If you want to know how much your divorce case will cost, the real question is how much time you think this matter will take (multiplied by the attorney’s hourly rate). Knowing that the critical question is how much time will my case take, let’s look at some of the factors that influence your attorney’s fees in a matter so you can better understand where your money will be spent and how to best minimize your costs.
When people think of attorney’s fees, the most common (and obvious) one that comes to people’s mind is court costs. Typically attorneys charge both for their time waiting to be heard and the actual hearing itself. The thought process is that waiting time is charged because, but for that court appearance, the attorney would not be there (and likely would be working on something else). The amount of time spent in court in a case varies greatly and depends largely on the number of court appearances required. If the case does not resolve itself and is forced to go to trial, you can anticipate that there will at least be time spent on the final trial. Depending on the county and case, however, it is also possible that you will also have a temporary hearing in a matter, status conference with the judge, and possibly one (or more) motions hearings to resolve everything from discovery disputes to what evidence will be allowed at trial.
While you obviously can see the time spent at court, a lot of the time spent by an attorney in your case will not be “in court” time. Instead, it is likely that the majority of the time will be spent out of court on one or more of the following items:
- Communications with you, the client – An attorney’s first role in a case is to listen to the client, gather the relevant facts, explain how the lawyer perceives the relevant facts and provide advice for how the client should proceed forward in the case. When reviewing bills between numerous clients, one of the largest variance that we will see on similar cases is the time actually spent on this item. As such, to the extent that you can cut down or reduce this time, you can often lower your overall costs in a case. That said, the very reason you should be seeking an attorney in the first place is to take advantage of their experience and knowledge in a matter so finding the proper balance in a case is critical to effective use of your attorney’s fees in a matter. Talk with your attorney to discuss the most cost effective way of communicating in your situation.
- Conversations with opposing attorneys (or parties if they are unrepresented) – In order to resolve a dispute, it is important for both sides to listen to each and other attempt to find common ground and reasonable compromises in order to negotiate a deal. This process cannot happen if people are not communicating. As such, depending upon the case, a substantial amount of time can be spent just attempting to resolve a dispute informally (or just resolving various disputes about the litigation itself). Even if the efforts don’t pay off immediately, they often help lead parties to an amicable resolution. So, despite the costs involved, it is often money well spent.

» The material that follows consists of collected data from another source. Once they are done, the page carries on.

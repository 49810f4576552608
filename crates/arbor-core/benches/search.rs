//! Benchmarks for the search strategies over in-process services.
//!
//! The mock generator and reward model cost almost nothing, so these
//! numbers measure the search bookkeeping itself: prompt rendering,
//! pruning, ranking and finalization.

use arbor_core::config::{Approach, SearchConfig};
use arbor_core::driver::BatchDriver;
use arbor_core::mock::{MockGenerator, MockReward};
use arbor_core::problem::Problem;
use criterion::{black_box, criterion_group, criterion_main, BenchmarkId, Criterion, Throughput};
use tokio::runtime::Runtime;

fn problems(count: usize) -> Vec<Problem> {
    (0..count)
        .map(|i| Problem::new(format!("p{i}"), format!("Compute {i} squared.")).with_answer("4"))
        .collect()
}

/// Benchmark: one chunk of problems per strategy.
fn bench_strategies(c: &mut Criterion) {
    let runtime = Runtime::new().unwrap();
    let generator = MockGenerator::seeded(6);
    let reward = MockReward::seeded();
    let batch = problems(16);

    let mut group = c.benchmark_group("strategy");
    group.throughput(Throughput::Elements(batch.len() as u64));

    for approach in [Approach::BestOfN, Approach::BeamSearch, Approach::Dvts] {
        let config = SearchConfig {
            approach,
            n: 8,
            beam_width: 8,
            num_diversity_slots: 4,
            branching_factor: 4,
            max_steps: 8,
            ..Default::default()
        };
        let driver = BatchDriver::new(&config).unwrap();

        group.bench_with_input(BenchmarkId::new("approach", approach), &driver, |b, driver| {
            b.to_async(&runtime)
                .iter(|| async { black_box(driver.run(&batch, &generator, &reward).await) })
        });
    }

    group.finish();
}

/// Benchmark: beam search cost as the beam widens.
fn bench_beam_width(c: &mut Criterion) {
    let runtime = Runtime::new().unwrap();
    let generator = MockGenerator::seeded(6);
    let reward = MockReward::seeded();
    let batch = problems(4);

    let mut group = c.benchmark_group("beam_width");

    for width in [2, 4, 8, 16] {
        let config = SearchConfig {
            approach: Approach::BeamSearch,
            beam_width: width,
            branching_factor: 4,
            max_steps: 8,
            ..Default::default()
        };
        let driver = BatchDriver::new(&config).unwrap();

        group.bench_with_input(BenchmarkId::new("width", width), &driver, |b, driver| {
            b.to_async(&runtime)
                .iter(|| async { black_box(driver.run(&batch, &generator, &reward).await) })
        });
    }

    group.finish();
}

criterion_group!(benches, bench_strategies, bench_beam_width);
criterion_main!(benches);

- Mediation – While the concept of mediation is discussed in greater detail in other articles, as far as time spent in a matter, you should usually add in the cost of mediation. While a number of cases can resolve without going through that process, it is more than likely in a contested matter that at some point the parties will hit a road block. When they do, attorneys often turn to mediation to see if they can work out the matter. On the plus side, if mediation is successful, the investment spent here can (and usually is) the best expenditure of money in a case. On the con side, if the mediation is unsuccessful in resolving at least some of the issues, then you have added additional attorney’s fees to your overall bill (plus the mediator’s fees for the session). Everything weighed out, however, in most cases time spent here is in your best interest and well worth the investment.
- Discovery – Surprisingly, it is likely that you will find the majority of the time spent by your attorney in your case on discovery - either crafting and sending the appropriate discovery to the opposing party, conducting informal discovery, or just trying to get a handle on the overall situation and facts related to a case. It takes a lot of time to gather years of information, review tons of financial statements looking for relevant facts, and prepare for trial. This process all starts with discovery. It is also an item that you do not want to overlook. Missing an account to divide, not understanding the numbers or particulars of a pension, or just not understanding the facts that are helpful (and harmful) in a case can make all the difference in your case's ultimate outcome. Fortunately, this area is one that astute clients can use to really save money on their legal fees. Preparing the group of documents that need to be produced, making copies for your attorney, etc. all help to lower the time your attorney spends on discovery (and ultimately lower your costs in a divorce).
- Motions – Although motions practice is somewhat tame in family law compared to other areas of the law, it is worth noting that there often comes a time where a particular motion is needed. Sometimes it is a motion to compel discovery that is not being turned over, other times it is to have certain protected information excluded from trial. Regardless of the reason, filing motions with briefs attached are an integral, and sometime foundational, part of your case.
- Preparing for hearings and a final trial – Attorneys do not just come up with all of their arguments on the fly. For some, spending 2 hours (or more) in preparation for every 1 hour spent in trial is not uncommon. When reviewing all of the costs related to a case, it is important to consider a budget for preparation time, and not just the time of the trial (or hearing) itself.